Copy the lines below verbatim. Begin with the first and end with the line containing "is built two".

(Items listed in a dataset)
+ + + + + + +

//! `Values`: the name-indexed conversion surface behind `TypeConversion`'s by-Values shape,
//! plus the by-position/stream-like shape that reads the same [`Row`] by integer index.
//!
//! A `Values` is built two ways: `Values::from_row` wraps a fetched `Row`'s columns by name
//! for the `from` direction of a by-Values conversion; `Values::new` plus `insert`/
//! `insert_null` builds one by hand for the `to` direction, which the core explodes into a
//! named list of `Use` adapters (see [`Values::into_use_adapters`]).

use std::collections::HashMap;

use crate::backend::{StatementBackend, UseTypeBackend};
use crate::conversion::TypeConversion;
use crate::row::Row;
use crate::statement::UseAdapter;
use crate::types::StockValue;
use crate::Error;

/// A named, fetched-or-hand-built record: the `Values` entity `TypeConversion`'s by-Values
/// shape reads from and builds for binding.
#[derive(Debug, Clone, Default)]
pub struct Values {
    order: Vec<String>,
    entries: HashMap<String, Option<StockValue>>,
}

impl Values {
    pub fn new() -> Self {
        Values::default()
    }

    /// Wraps a fetched `Row`'s columns by name, for the by-Values `from` direction.
    pub fn from_row(row: &Row) -> Self {
        let mut values = Values::new();
        for index in 0..row.column_count() {
            let name = row
                .column_properties(index)
                .map(|c| c.name.clone())
                .unwrap_or_default();
            let raw = row.at(index).and_then(|v| v.raw().cloned());
            values.set_entry(name, raw);
        }
        values
    }

    fn set_entry(&mut self, name: String, value: Option<StockValue>) {
        if !self.entries.contains_key(&name) {
            self.order.push(name.clone());
        }
        self.entries.insert(name, value);
    }

    pub fn insert<T: TypeConversion>(&mut self, name: impl Into<String>, value: T) {
        self.set_entry(name.into(), Some(value.to_stock()));
    }

    pub fn insert_null(&mut self, name: impl Into<String>) {
        self.set_entry(name.into(), None);
    }

    /// A get with no default against a NULL (or missing) column fails, naming the column.
    pub fn get<T: TypeConversion>(&self, name: &str) -> Result<T, Error> {
        match self.entries.get(name) {
            Some(Some(value)) => T::from_stock(value),
            Some(None) => Err(Error::binding(format!("column '{name}' is NULL"))),
            None => Err(Error::binding(format!("no column named '{name}'"))),
        }
    }

    /// A get with a default returns the default for a NULL column and does not fail; a
    /// missing column name is still an error.
    pub fn get_opt<T: TypeConversion>(&self, name: &str, default: T) -> Result<T, Error> {
        match self.entries.get(name) {
            Some(Some(value)) => T::from_stock(value),
            Some(None) => Ok(default),
            None => Err(Error::binding(format!("no column named '{name}'"))),
        }
    }

    /// Explode into one `Use` adapter per entry, bound by name in insertion order -- how the
    /// by-Values `to` direction feeds a statement's parameter list.
    pub(crate) fn into_use_adapters<S: StatementBackend>(self) -> Vec<Box<dyn UseAdapter<S>>> {
        let Values { order, mut entries } = self;
        order
            .into_iter()
            .map(|name| {
                let value = entries.remove(&name).flatten();
                Box::new(StockUse::<S>::by_name(name, value)) as Box<dyn UseAdapter<S>>
            })
            .collect()
    }
}

/// Reads `T` from `row` at `*index`, then advances `*index` by one -- the by-position /
/// stream-like `TypeConversion` shape, letting values be chained out of a `Row` without
/// naming columns. Blanket-implemented for every by-stock-type `TypeConversion`.
pub trait FromRowPosition: Sized {
    fn from_position(row: &Row, index: &mut usize) -> Result<Self, Error>;
}

impl<T: TypeConversion> FromRowPosition for T {
    fn from_position(row: &Row, index: &mut usize) -> Result<Self, Error> {
        let value = row
            .at(*index)
            .ok_or_else(|| Error::binding(format!("no column at position {index}")))?;
        let result = match value.raw() {
            Some(stock) => T::from_stock(stock),
            None => Err(Error::binding(format!(
                "column at position {index} is NULL"
            ))),
        };
        *index += 1;
        result
    }
}

/// By-Values (name-based) `TypeConversion` shape: reads named columns out of a fetched
/// [`Values`], including default-if-null behavior via [`Values::get_opt`].
pub trait FromValues: Sized {
    fn from_values(values: &Values) -> Result<Self, Error>;
}

/// The symmetric `to` direction: explodes `Self` into a named [`Values`] record, bound by
/// name as `Use` adapters.
pub trait ToValues {
    fn to_values(&self) -> Values;
}

/// Binds a single named input position from an already-tagged [`StockValue`], bypassing
/// `TypeConversion<T>` -- this is how [`Values::into_use_adapters`] explodes a record whose
/// entries do not all share a single Rust type.
struct StockUse<S: StatementBackend> {
    backend: Option<S::Use>,
    name: String,
    value: Option<StockValue>,
}

impl<S: StatementBackend> StockUse<S> {
    fn by_name(name: impl Into<String>, value: Option<StockValue>) -> Self {
        StockUse {
            backend: None,
            name: name.into(),
            value,
        }
    }
}

impl<S: StatementBackend> UseAdapter<S> for StockUse<S> {
    fn bind(&mut self, backend: &mut S, _position: &mut usize) -> Result<(), Error> {
        let logical_type = self
            .value
            .as_ref()
            .map(StockValue::logical_type)
            .unwrap_or(crate::types::LogicalType::String);
        let mut use_backend = backend.make_use_backend(logical_type)?;
        use_backend.bind_by_name(&self.name, logical_type)?;
        self.backend = Some(use_backend);
        Ok(())
    }

    fn size(&self) -> usize {
        1
    }

    fn pre_use(&mut self, _backend: &mut S) -> Result<(), Error> {
        self.backend
            .as_mut()
            .expect("bind must run before pre_use")
            .pre_use(self.value.as_ref())
    }

    fn post_use(&mut self, _backend: &mut S, got_data: bool) -> Result<(), Error> {
        if let Some(use_backend) = &mut self.backend {
            if let Some(value) = use_backend.post_use(got_data)? {
                self.value = Some(value);
            }
        }
        Ok(())
    }

    fn clean_up(&mut self, _backend: &mut S) {
        if let Some(use_backend) = &mut self.backend {
            use_backend.clean_up();
        }
    }
}

#[cfg(test)]
mod tests {
    use super::*;
    use crate::types::{ColumnProperties, LogicalType};

    #[test]
    fn from_row_get_returns_error_naming_null_column() {
        let mut row = Row::new();
        row.describe(vec![
            ColumnProperties::new("id", LogicalType::Integer),
            ColumnProperties::new("nickname", LogicalType::String),
        ]);
        row.set(0, crate::row::Value::present(StockValue::Integer(7)));
        row.set(1, crate::row::Value::null());

        let values = Values::from_row(&row);
        assert_eq!(values.get::<i32>("id").unwrap(), 7);
        let err = values.get::<String>("nickname").unwrap_err();
        assert!(matches!(err, Error::Binding(message) if message.contains("nickname")));
    }

    #[test]
    fn get_opt_returns_default_for_null_without_failing() {
        let mut row = Row::new();
        row.describe(vec![ColumnProperties::new("nickname", LogicalType::String)]);
        row.set(0, crate::row::Value::null());

        let values = Values::from_row(&row);
        let nickname = values
            .get_opt::<String>("nickname", "anonymous".to_string())
            .unwrap();
        assert_eq!(nickname, "anonymous");
    }

    #[test]
    fn missing_column_name_is_always_an_error() {
        let values = Values::new();
        assert!(values.get::<i32>("nope").is_err());
        assert!(values.get_opt::<i32>("nope", 0).is_err());
    }

    #[test]
    fn from_position_advances_the_cursor() {
        let mut row = Row::new();
        row.describe(vec![
            ColumnProperties::new("a", LogicalType::Integer),
            ColumnProperties::new("b", LogicalType::String),
        ]);
        row.set(0, crate::row::Value::present(StockValue::Integer(1)));
        row.set(1, crate::row::Value::present(StockValue::String("x".to_string())));

        let mut index = 0;
        let a = i32::from_position(&row, &mut index).unwrap();
        let b = String::from_position(&row, &mut index).unwrap();
        assert_eq!(a, 1);
        assert_eq!(b, "x");
        assert_eq!(index, 2);
    }

    struct Customer {
        id: i32,
        nickname: String,
    }

    impl FromValues for Customer {
        fn from_values(values: &Values) -> Result<Self, Error> {
            Ok(Customer {
                id: values.get("id")?,
                nickname: values.get_opt("nickname", "anonymous".to_string())?,
            })
        }
    }

    impl ToValues for Customer {
        fn to_values(&self) -> Values {
            let mut values = Values::new();
            values.insert("id", self.id);
            values.insert("nickname", self.nickname.clone());
            values
        }
    }

    #[test]
    fn from_values_and_to_values_round_trip_through_a_row() {
        let mut row = Row::new();
        row.describe(vec![
            ColumnProperties::new("id", LogicalType::Integer),
            ColumnProperties::new("nickname", LogicalType::String),
        ]);
        row.set(0, crate::row::Value::present(StockValue::Integer(3)));
        row.set(1, crate::row::Value::null());

        let fetched = Customer::from_values(&Values::from_row(&row)).unwrap();
        assert_eq!(fetched.id, 3);
        assert_eq!(fetched.nickname, "anonymous");

        let adapters = fetched.to_values().into_use_adapters::<crate::testing::FakeStatement>();
        assert_eq!(adapters.len(), 2);
    }
}
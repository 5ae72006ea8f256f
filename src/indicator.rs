/// Four-valued tag signaling the outcome of a single scalar or vector-cell fetch.
///
/// This is the exchange-level indicator described by the data model: it is what a caller
/// observes through a supplied indicator pointer, and is entirely distinct from any
/// backend-internal length/null encoding (e.g. a raw ODBC length indicator). Backends
/// translate their own representation into this one at the `Backend` trait boundary; the
/// core never leaks a backend-internal indicator type across that boundary.
#[derive(Debug, Clone, Copy, PartialEq, Eq)]
pub enum Indicator {
    /// A value is present and was copied into the user's destination without truncation.
    Ok,
    /// The driver reported the column value absent (SQL NULL) for this row.
    Null,
    /// The value is present but longer than the destination buffer; the destination holds
    /// a prefix of it. Scalar string destinations only -- truncation of fixed width numeric
    /// or date values is always a conversion error instead.
    Truncated,
    /// No row (or no cell within a row) was available to fetch at all. This is distinct
    /// from `Null`: it is a property of the fetch operation, not of a fetched value.
    NoData,
}

impl Indicator {
    /// `true` for every indicator value other than `Ok`.
    pub fn is_exceptional(self) -> bool {
        !matches!(self, Indicator::Ok)
    }
}
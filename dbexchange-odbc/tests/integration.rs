//! End-to-end tests against a real ODBC driver/DSN. All of these are `#[ignore]`d because
//! this repository's CI has no DSN configured; run with `cargo test -- --ignored` against
//! a local SQLite/PostgreSQL ODBC driver, the same way `odbc-api`'s own `tests/` expects a
//! `DSN=My Db Name` environment to exist.

use std::cell::RefCell;
use std::rc::Rc;

use dbexchange::row::Row;
use dbexchange_odbc::connect;

fn test_connection_string() -> String {
    let _ = env_logger::builder().is_test(true).try_init();
    std::env::var("DBEXCHANGE_TEST_DSN")
        .unwrap_or_else(|_| "DSN=dbexchange-test;UID=test;PWD=test".to_string())
}

#[test]
#[ignore]
fn connects_and_commits_empty_transaction() {
    let mut session = connect(&test_connection_string()).unwrap();
    session.begin().unwrap();
    session.commit().unwrap();
}

#[test]
#[ignore]
fn once_builder_runs_ddl_and_dml() {
    let mut session = connect(&test_connection_string()).unwrap();
    session
        .once()
        .sql("DROP TABLE IF EXISTS dbexchange_integration")
        .run()
        .unwrap();
    session
        .once()
        .sql("CREATE TABLE dbexchange_integration (id INTEGER, name VARCHAR(50))")
        .run()
        .unwrap();
    session
        .once()
        .sql("INSERT INTO dbexchange_integration (id, name) VALUES (?, ?)")
        .use_value(Some(1i32))
        .use_value(Some("Alice".to_string()))
        .run()
        .unwrap();
}

#[test]
#[ignore]
fn scalar_into_fetches_a_single_row() {
    let mut session = connect(&test_connection_string()).unwrap();
    let name = Rc::new(RefCell::new(None::<String>));
    let mut statement = session
        .prepare()
        .sql("SELECT name FROM dbexchange_integration WHERE id = ?")
        .use_value(Some(1i32))
        .into_value(name.clone(), None)
        .finish()
        .unwrap();
    let got_data = statement.execute(1).unwrap();
    assert!(got_data);
    assert_eq!(name.borrow().as_deref(), Some("Alice"));
}

#[test]
#[ignore]
fn dynamic_row_describes_unknown_shape() {
    let mut session = connect(&test_connection_string()).unwrap();
    let row = Rc::new(RefCell::new(Row::new()));
    let mut statement = session
        .prepare()
        .sql("SELECT id, name FROM dbexchange_integration")
        .into_row(row.clone())
        .finish()
        .unwrap();
    statement.execute(1).unwrap();
    let described = row.borrow();
    assert_eq!(described.column_count(), 2);
    assert_eq!(described.get::<i32>("id").unwrap(), 1);
}

#[test]
#[ignore]
fn bulk_insert_partial_failure_leaves_only_the_valid_row() {
    let mut session = connect(&test_connection_string()).unwrap();
    session
        .once()
        .sql("DROP TABLE IF EXISTS dbexchange_bulk")
        .run()
        .unwrap();
    session
        .once()
        .sql("CREATE TABLE dbexchange_bulk (n INTEGER CHECK (n < 100000))")
        .run()
        .unwrap();

    let err = session
        .once()
        .sql("INSERT INTO dbexchange_bulk (n) VALUES (?)")
        .use_vector(vec![Some(100i32), Some(1_000_000i32)])
        .run_bulk(2)
        .unwrap_err();
    assert!(
        err.to_string().contains("23") || err.to_string().to_lowercase().contains("check"),
        "expected a constraint-violation diagnostic, got: {err}"
    );

    let count = Rc::new(RefCell::new(None::<i64>));
    let mut statement = session
        .prepare()
        .sql("SELECT COUNT(*) FROM dbexchange_bulk")
        .into_value(count.clone(), None)
        .finish()
        .unwrap();
    statement.execute(1).unwrap();
    assert_eq!(*count.borrow(), Some(1));
}

#[test]
#[ignore]
fn rolls_back_on_error() {
    let mut session = connect(&test_connection_string()).unwrap();
    session.begin().unwrap();
    session
        .once()
        .sql("INSERT INTO dbexchange_integration (id, name) VALUES (?, ?)")
        .use_value(Some(2i32))
        .use_value(Some("Bob".to_string()))
        .run()
        .unwrap();
    session.rollback().unwrap();

    let count = Rc::new(RefCell::new(None::<i64>));
    let mut statement = session
        .prepare()
        .sql("SELECT COUNT(*) FROM dbexchange_integration WHERE id = ?")
        .use_value(Some(2i32))
        .into_value(count.clone(), None)
        .finish()
        .unwrap();
    statement.execute(1).unwrap();
    assert_eq!(*count.borrow(), Some(0));
}
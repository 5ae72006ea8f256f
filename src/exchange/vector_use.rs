use crate::backend::{StatementBackend, VectorUseBackend};
use crate::conversion::TypeConversion;
use crate::statement::UseAdapter;
use crate::Error;

/// Binds a bulk (vector) input position: one row per element of `values`.
pub struct VectorUse<S: StatementBackend, T> {
    backend: Option<S::VectorUse>,
    name: Option<String>,
    values: Vec<Option<T>>,
}

impl<S: StatementBackend, T: TypeConversion> VectorUse<S, T> {
    pub fn by_position(values: Vec<Option<T>>) -> Self {
        VectorUse {
            backend: None,
            name: None,
            values,
        }
    }

    pub fn by_name(name: impl Into<String>, values: Vec<Option<T>>) -> Self {
        VectorUse {
            backend: None,
            name: Some(name.into()),
            values,
        }
    }
}

impl<S: StatementBackend, T: TypeConversion> UseAdapter<S> for VectorUse<S, T> {
    fn bind(&mut self, backend: &mut S, position: &mut usize) -> Result<(), Error> {
        let logical_type = T::stock_type();
        let mut use_backend = backend.make_vector_use_backend(logical_type)?;
        match &self.name {
            Some(name) => use_backend.bind_by_name(name, logical_type)?,
            None => use_backend.bind_by_pos(position, logical_type)?,
        }
        self.backend = Some(use_backend);
        Ok(())
    }

    fn size(&self) -> usize {
        self.values.len()
    }

    fn pre_use(&mut self, _backend: &mut S) -> Result<(), Error> {
        let use_backend = self
            .backend
            .as_mut()
            .expect("bind must run before pre_use");
        for (row_index, value) in self.values.iter().enumerate() {
            let stock = value.as_ref().map(|v| v.to_stock());
            use_backend.pre_use(row_index, stock.as_ref())?;
        }
        Ok(())
    }

    fn clean_up(&mut self, _backend: &mut S) {
        if let Some(use_backend) = &mut self.backend {
            use_backend.clean_up();
        }
    }
}
use super::{Command, CommandError, Outcome};
use crate::core::state::ShellState;

#[derive(Clone)]
pub struct StatusCommand;

impl Default for StatusCommand {
    fn default() -> Self {
        Self::new()
    }
}

impl StatusCommand {
    pub fn new() -> Self {
        Self
    }

    pub fn report(state: &ShellState) -> String {
        state.last_status().to_string()
    }
}

impl Command for StatusCommand {
    fn execute(&self, _args: &[String], state: &mut ShellState) -> Result<Outcome, CommandError> {
        println!("{}", Self::report(state));
        Ok(Outcome::Continue)
    }
}
use std::env;
use std::path::PathBuf;

use super::{Command, CommandError, Outcome};
use crate::core::state::ShellState;

#[derive(Clone)]
pub struct CdCommand;

impl Default for CdCommand {
    fn default() -> Self {
        Self::new()
    }
}

impl CdCommand {
    pub fn new() -> Self {
        Self
    }

    fn target(args: &[String]) -> Result<PathBuf, CommandError> {
        match args.first() {
            Some(path) => Ok(PathBuf::from(path)),
            None => dirs::home_dir().ok_or(CommandError::HomeDirNotFound),
        }
    }
}

impl Command for CdCommand {
    fn execute(&self, args: &[String], _state: &mut ShellState) -> Result<Outcome, CommandError> {
        let path = Self::target(args)?;
        env::set_current_dir(&path).map_err(|e| {
            CommandError::ExecutionError(format!("cd: {}: {}", path.display(), e))
        })?;
        Ok(Outcome::Continue)
    }
}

+ + + + + + +

== Solution for this task ==
//! `Values`: the name-indexed conversion surface behind `TypeConversion`'s by-Values shape,
//! plus the by-position/stream-like shape that reads the same [`Row`] by integer index.
//!
//! A `Values` is built two ways: `Values::from_row` wraps a fetched `Row`'s columns by name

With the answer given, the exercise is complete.